Eat This Popular Breakfast Food To Give Your Iron Levels A Boost
Iron is one of those nutrients that we don't think much about until we're showing symptoms of deficiency. Whether it's pale skin, lethargy and tiredness, unexplained weakness, weak nails, hair loss, or headaches, the symptoms can be pretty obvious.
This is when we usually look at our diets. Are we eating enough iron-containing foods?
Turns out there's an iron-rich breakfast food that healthy people actually eat that you can incorporate into your mornings, too — oatmeal. According to the USDA, you can get 4.34 milligrams of iron from just 100 grams of whole-grain, rolled oats.
Registered dietician MaryKate O'Riordan shared (via Woman's Day) that you can increase this percentage if you go for the prepackaged Quaker Oats Instant Oatmeal, which the manufacturer indicates is fortified with additional iron. "One packet (28 g) of Quaker Oats Oatmeal has 7.2 mg of iron," she said. "For optimal absorption, eat with vitamin C-rich strawberries."
Oatmeal is also a great source of soluble fiber good for gut health; it's packed with the beneficial antioxidants polyphenols; and, since it keeps you feeling full for longer (thanks to its protein content — 6 grams in one cup), you might not overeat before your next meal (via Healthline).
Back to the iron content, why does our body need iron exactly?
The importance of iron
Iron plays a crucial role in producing the protein hemoglobin which is responsible for transporting oxygen via our bloodstream throughout our body. It also contributes toward brain development and the functioning of various cells and hormones, per Harvard T.H. Chan School of Public Health.
You become low on iron because of three different reasons, according to board-certified dermatologist Dr. Andrea Suarez (via Dr Dray).
The first is that you might be experiencing a greater need for the mineral. For example, your body might be going through a growth spurt such as in adolescence or you might have higher iron needs because you're pregnant and nourishing an unborn child.
Another common reason is that you could be losing iron. Your body will show symptoms of iron loss after childbirth, during menstruation, if you've donated blood, or if you're losing blood in your stools because of some kind of gastrointestinal (GI) irritation, shared Suarez.
Finally, you might become iron deficient if you're not getting enough of the stuff in your diet or you're not absorbing what you're consuming well (also known as "malabsorption").
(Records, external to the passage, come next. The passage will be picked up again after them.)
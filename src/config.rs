//! Pipeline configuration
//!
//! Every setting has an environment-backed default so the flows run with no
//! config file at all. A JSON file can override the defaults and CLI flags
//! override both.

use crate::error::{MlopsError, Result};
use serde::{Deserialize, Serialize};
use std::path::{Path, PathBuf};

fn env_or(key: &str, fallback: &str) -> String {
    std::env::var(key).unwrap_or_else(|_| fallback.to_string())
}

/// Experiment-tracking server settings
#[derive(Debug, Clone, Serialize, Deserialize)]
#[serde(default)]
pub struct TrackingSettings {
    /// `http(s)://` for a tracking server, `file://` for the local store
    pub tracking_uri: String,
    pub request_timeout_secs: u64,
}

impl Default for TrackingSettings {
    fn default() -> Self {
        Self {
            tracking_uri: env_or("MLFLOW_TRACKING_URI", "http://mlflow:5000"),
            request_timeout_secs: std::env::var("MLFLOW_HTTP_REQUEST_TIMEOUT")
                .ok()
                .and_then(|s| s.parse().ok())
                .unwrap_or(120),
        }
    }
}

/// Transport security used when talking to the mail relay
#[derive(Debug, Clone, Copy, PartialEq, Eq, Serialize, Deserialize)]
#[serde(rename_all = "UPPERCASE")]
pub enum SmtpType {
    Ssl,
    StartTls,
    Plain,
}

/// Default relay used when a credentials block is created
#[derive(Debug, Clone, Serialize, Deserialize)]
#[serde(default)]
pub struct SmtpSettings {
    pub smtp_server: String,
    pub smtp_port: u16,
    pub smtp_type: SmtpType,
    /// Name of the credentials block the monitor loads
    pub block_name: String,
    pub from_address: String,
}

impl Default for SmtpSettings {
    fn default() -> Self {
        Self {
            smtp_server: env_or("SMTP_SERVER", "smtp.gmail.com"),
            smtp_port: std::env::var("SMTP_PORT")
                .ok()
                .and_then(|p| p.parse().ok())
                .unwrap_or(465),
            smtp_type: SmtpType::Ssl,
            block_name: env_or("EMAIL_BLOCK", "gmail"),
            from_address: env_or("EMAIL_FROM", "noreply@mlops.com"),
        }
    }
}

/// File locations read and written by the flows
#[derive(Debug, Clone, Serialize, Deserialize)]
#[serde(default)]
pub struct DataPaths {
    pub heart_csv: PathBuf,
    pub reference_csv: PathBuf,
    pub trip_parquet: PathBuf,
    pub trip_model_output: PathBuf,
    /// Directory holding `train.bin`, `val.bin` and `test.bin`
    pub prepared_dir: PathBuf,
    /// Where named credential blocks are stored
    pub blocks_dir: PathBuf,
    /// Where markdown and drift report artifacts are written
    pub artifacts_dir: PathBuf,
}

impl Default for DataPaths {
    fn default() -> Self {
        Self {
            heart_csv: env_or("HEART_DATA", "./data/heart.csv").into(),
            reference_csv: env_or("REFERENCE_DATA", "./data/reference.csv").into(),
            trip_parquet: env_or("TRIP_DATA", "./data/yellow_tripdata_2023-05.parquet").into(),
            trip_model_output: env_or("TRIP_MODEL_OUTPUT", "./models/model.bin").into(),
            prepared_dir: env_or("PREPARED_DIR", "./output").into(),
            blocks_dir: env_or("BLOCKS_DIR", "./.blocks").into(),
            artifacts_dir: env_or("ARTIFACTS_DIR", "./artifacts").into(),
        }
    }
}

/// Top-level configuration
#[derive(Debug, Clone, Default, Serialize, Deserialize)]
#[serde(default)]
pub struct PipelineConfig {
    pub tracking: TrackingSettings,
    pub smtp: SmtpSettings,
    pub paths: DataPaths,
}

impl PipelineConfig {
    /// Load a JSON config file; missing keys fall back to defaults
    pub fn from_file(path: impl AsRef<Path>) -> Result<Self> {
        let path = path.as_ref();
        let raw = std::fs::read_to_string(path).map_err(|e| {
            MlopsError::ConfigError(format!("cannot read {}: {}", path.display(), e))
        })?;
        let config: PipelineConfig = serde_json::from_str(&raw)?;
        Ok(config)
    }

    /// Defaults, optionally overridden by a config file
    pub fn load(path: Option<&Path>) -> Result<Self> {
        match path {
            Some(p) => Self::from_file(p),
            None => Ok(Self::default()),
        }
    }

    /// Builder method to set the tracking URI
    pub fn with_tracking_uri(mut self, uri: impl Into<String>) -> Self {
        self.tracking.tracking_uri = uri.into();
        self
    }
}

#[cfg(test)]
mod tests {
    use super::*;
    use std::io::Write;

    #[test]
    fn test_partial_file_keeps_defaults() {
        let mut file = tempfile::NamedTempFile::new().unwrap();
        write!(file, r#"{{"tracking": {{"tracking_uri": "file:///tmp/mlruns"}}}}"#).unwrap();

        let config = PipelineConfig::from_file(file.path()).unwrap();
        assert_eq!(config.tracking.tracking_uri, "file:///tmp/mlruns");
        assert_eq!(config.smtp.smtp_port, SmtpSettings::default().smtp_port);
    }

    #[test]
    fn test_missing_file_is_config_error() {
        let err = PipelineConfig::from_file("/definitely/not/here.json").unwrap_err();
        assert!(matches!(err, MlopsError::ConfigError(_)));
    }

    #[test]
    fn test_builder_overrides_uri() {
        let config = PipelineConfig::default().with_tracking_uri("http://localhost:5000");
        assert_eq!(config.tracking.tracking_uri, "http://localhost:5000");
    }
}
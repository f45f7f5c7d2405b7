//! Named SMTP credential blocks

use crate::config::{SmtpSettings, SmtpType};
use crate::error::{MlopsError, Result};
use serde::{Deserialize, Serialize};
use std::fmt;
use std::path::{Path, PathBuf};
use tracing::info;

#[derive(Clone, PartialEq, Eq, Serialize, Deserialize)]
pub struct EmailServerCredentials {
    pub username: String,
    pub password: String,
    pub smtp_server: String,
    pub smtp_port: u16,
    pub smtp_type: SmtpType,
}

// Keep the password out of logs
impl fmt::Debug for EmailServerCredentials {
    fn fmt(&self, f: &mut fmt::Formatter<'_>) -> fmt::Result {
        f.debug_struct("EmailServerCredentials")
            .field("username", &self.username)
            .field("password", &"********")
            .field("smtp_server", &self.smtp_server)
            .field("smtp_port", &self.smtp_port)
            .field("smtp_type", &self.smtp_type)
            .finish()
    }
}

impl EmailServerCredentials {
    /// Credentials for `username` on the relay described by `settings`
    pub fn new(username: impl Into<String>, password: impl Into<String>, settings: &SmtpSettings) -> Self {
        Self {
            username: username.into(),
            password: password.into(),
            smtp_server: settings.smtp_server.clone(),
            smtp_port: settings.smtp_port,
            smtp_type: settings.smtp_type,
        }
    }

    fn block_path(blocks_dir: &Path, name: &str) -> Result<PathBuf> {
        let valid = !name.is_empty()
            && name
                .chars()
                .all(|c| c.is_ascii_alphanumeric() || c == '-' || c == '_');
        if !valid {
            return Err(MlopsError::invalid_param(
                "block name",
                name,
                "use letters, digits, '-' or '_'",
            ));
        }
        Ok(blocks_dir.join(format!("{}.json", name)))
    }

    /// Store the block as `<blocks_dir>/<name>.json`, replacing any previous one
    pub fn save(&self, blocks_dir: impl AsRef<Path>, name: &str) -> Result<PathBuf> {
        let blocks_dir = blocks_dir.as_ref();
        let path = Self::block_path(blocks_dir, name)?;
        std::fs::create_dir_all(blocks_dir)?;
        std::fs::write(&path, serde_json::to_string_pretty(self)?)?;
        info!(block = name, path = %path.display(), "Saved email credentials block");
        Ok(path)
    }

    pub fn load(blocks_dir: impl AsRef<Path>, name: &str) -> Result<Self> {
        let path = Self::block_path(blocks_dir.as_ref(), name)?;
        let raw = std::fs::read_to_string(&path).map_err(|e| {
            MlopsError::ConfigError(format!(
                "credentials block '{}' not found at {}: {}",
                name,
                path.display(),
                e
            ))
        })?;
        Ok(serde_json::from_str(&raw)?)
    }
}
//! Memory observability
//!
//! Process and system memory readings logged around data loads.

mod monitor;

pub use monitor::{MemoryProbe, MemorySnapshot};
Malabsorption can happen due to a number of reasons, some of which include chronic GI issues like Crohn's disease, ulcerative colitis, and celiac disease, explained the doctor, adding that surgeries like gastric bypass surgery can mean your body can't absorb iron, too. "Aspirin [and] non-steroidal anti-inflammatory (NSAIDs) medications can irritate the gastric lining and lead to poor absorption of iron," added Suarez.
Fixing low iron isn't as simple as just eating more oatmeal, however. There is a right way to consume oatmeal as a breakfast food so that you can reap the most benefits.
How to consume oatmeal for maximum health benefits
Believe it or not, there are ingredients you need to watch out for in your oatmeal. Instant oatmeal can contain added sugar which can quickly add to your calories. Steel-cut oats, also known as "Irish oatmeal" might be the healthiest kind out there because it's minimally processed (per Mayo Clinic Health System).
Shopping organic might also be a good idea, according to registered dietician Kylie Ivanir (via Eat This, Not That). "Ideally, buy organic oats because oats are highly sprayed with a toxic pesticide called glyphosate. Too much glyphosate can impact our gut health, hormone balance, and overall health," explained the expert.
Added preservatives, sugar, and pesticides aside, there is quite a variety of breakfast dishes you can whip up with oatmeal. Adding dried or chopped fresh fruit is one popular way to go, along with probiotic-rich yogurt or plant-based or dairy milk. Adding a little bit of natural sweeteners like honey or maple syrup can elevate the flavors of this breakfast dish. You can also take the more spicy route with cinnamon, nutmeg, or pumpkin spice; or add nuts and seeds and even shaved dark chocolate. Whatever you do, though, keep the nutrient content of the entire dish in mind. Even something as healthy as oatmeal can quickly turn unhealthy depending on what you pair it with.